ADV_SPM.3 Formal TOE security policy model
Dependencies:
ADV_FSP.1 Informal functional specification
Developer action elements:
ADV_SPM.3.1D The developer shall provide a TSP model.
ADV_SPM.3.2D The developer shall demonstrate or prove, as appropriate, correspondence between the functional specification and the TSP model.
Content and presentation of evidence elements:
ADV_SPM.3.1C The TSP model shall be formal.
ADV_SPM.3.2C The TSP model shall describe the rules and characteristics of all policies of the TSP that can be modeled.
ADV_SPM.3.3C The TSP model shall include a rationale that demonstrates that it is consistent and complete with respect to all policies of the TSP that can be modeled.

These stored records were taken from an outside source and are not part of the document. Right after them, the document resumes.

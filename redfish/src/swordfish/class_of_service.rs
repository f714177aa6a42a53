// SPDX-FileCopyrightText: Copyright (c) 2025 NVIDIA CORPORATION & AFFILIATES. All rights reserved.
// SPDX-License-Identifier: Apache-2.0
//
// Licensed under the Apache License, Version 2.0 (the "License");
// you may not use this file except in compliance with the License.
// You may obtain a copy of the License at
//
// http://www.apache.org/licenses/LICENSE-2.0
//
// Unless required by applicable law or agreed to in writing, software
// distributed under the License is distributed on an "AS IS" BASIS,
// WITHOUT WARRANTIES OR CONDITIONS OF ANY KIND, either express or implied.
// See the License for the specific language governing permissions and
// limitations under the License.

use crate::resource::FromBase;
use crate::resource::Resource;
use crate::resource::ResourceBase;
use crate::Error;
use rsfish_core::Bmc;
use serde::Deserialize;
use serde::Serialize;
use serde_json::Value as JsonValue;

/// Data of a class of service.
#[derive(Debug, Clone, Default, PartialEq, Serialize, Deserialize)]
#[serde(rename_all = "PascalCase")]
pub struct ClassOfServiceData {
    /// Version of the class of service.
    pub class_of_service_version: Option<String>,
    /// Data protection lines of service, as published.
    #[serde(default)]
    pub data_protection_lines_of_service: Vec<JsonValue>,
    /// Data security lines of service, as published.
    #[serde(default)]
    pub data_security_lines_of_service: Vec<JsonValue>,
    /// Data storage lines of service, as published.
    #[serde(default)]
    pub data_storage_lines_of_service: Vec<JsonValue>,
    /// IO connectivity lines of service, as published.
    #[serde(rename = "IOConnectivityLinesOfService", default)]
    pub io_connectivity_lines_of_service: Vec<JsonValue>,
    /// IO performance lines of service, as published.
    #[serde(rename = "IOPerformanceLinesOfService", default)]
    pub io_performance_lines_of_service: Vec<JsonValue>,
}

#[derive(Deserialize)]
struct ClassOfServiceSchema {
    #[serde(flatten)]
    data: ClassOfServiceData,
}

/// Service level a storage resource is provisioned with.
pub struct ClassOfService<B: Bmc> {
    base: ResourceBase<B>,
    /// Decoded class data.
    pub data: ClassOfServiceData,
}

impl<B: Bmc> FromBase<B> for ClassOfService<B> {
    fn from_base(base: ResourceBase<B>) -> Result<Self, Error<B>> {
        let ClassOfServiceSchema { data } = base.decode()?;
        Ok(Self { base, data })
    }
}

impl<B: Bmc> Resource<B> for ClassOfService<B> {
    fn base(&self) -> &ResourceBase<B> {
        &self.base
    }
}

ADV_SPM.3.4C The demonstration of correspondence between the TSP model and the functional specification shall show that all of the security functions in the functional specification are consistent and complete with respect to the TSP model.
ADV_SPM.3.5C Where the functional specification is semiformal, the demonstration of correspondence between the TSP model and the functional specification shall be semiformal.
ADV_SPM.3.6C Where the functional specification is formal, the proof of correspondence between the TSP model and the functional specification shall be formal.
Evaluator action elements:
ADV_SPM.3.1E The evaluator shall confirm that the information provided meets all requirements for content and presentation of evidence.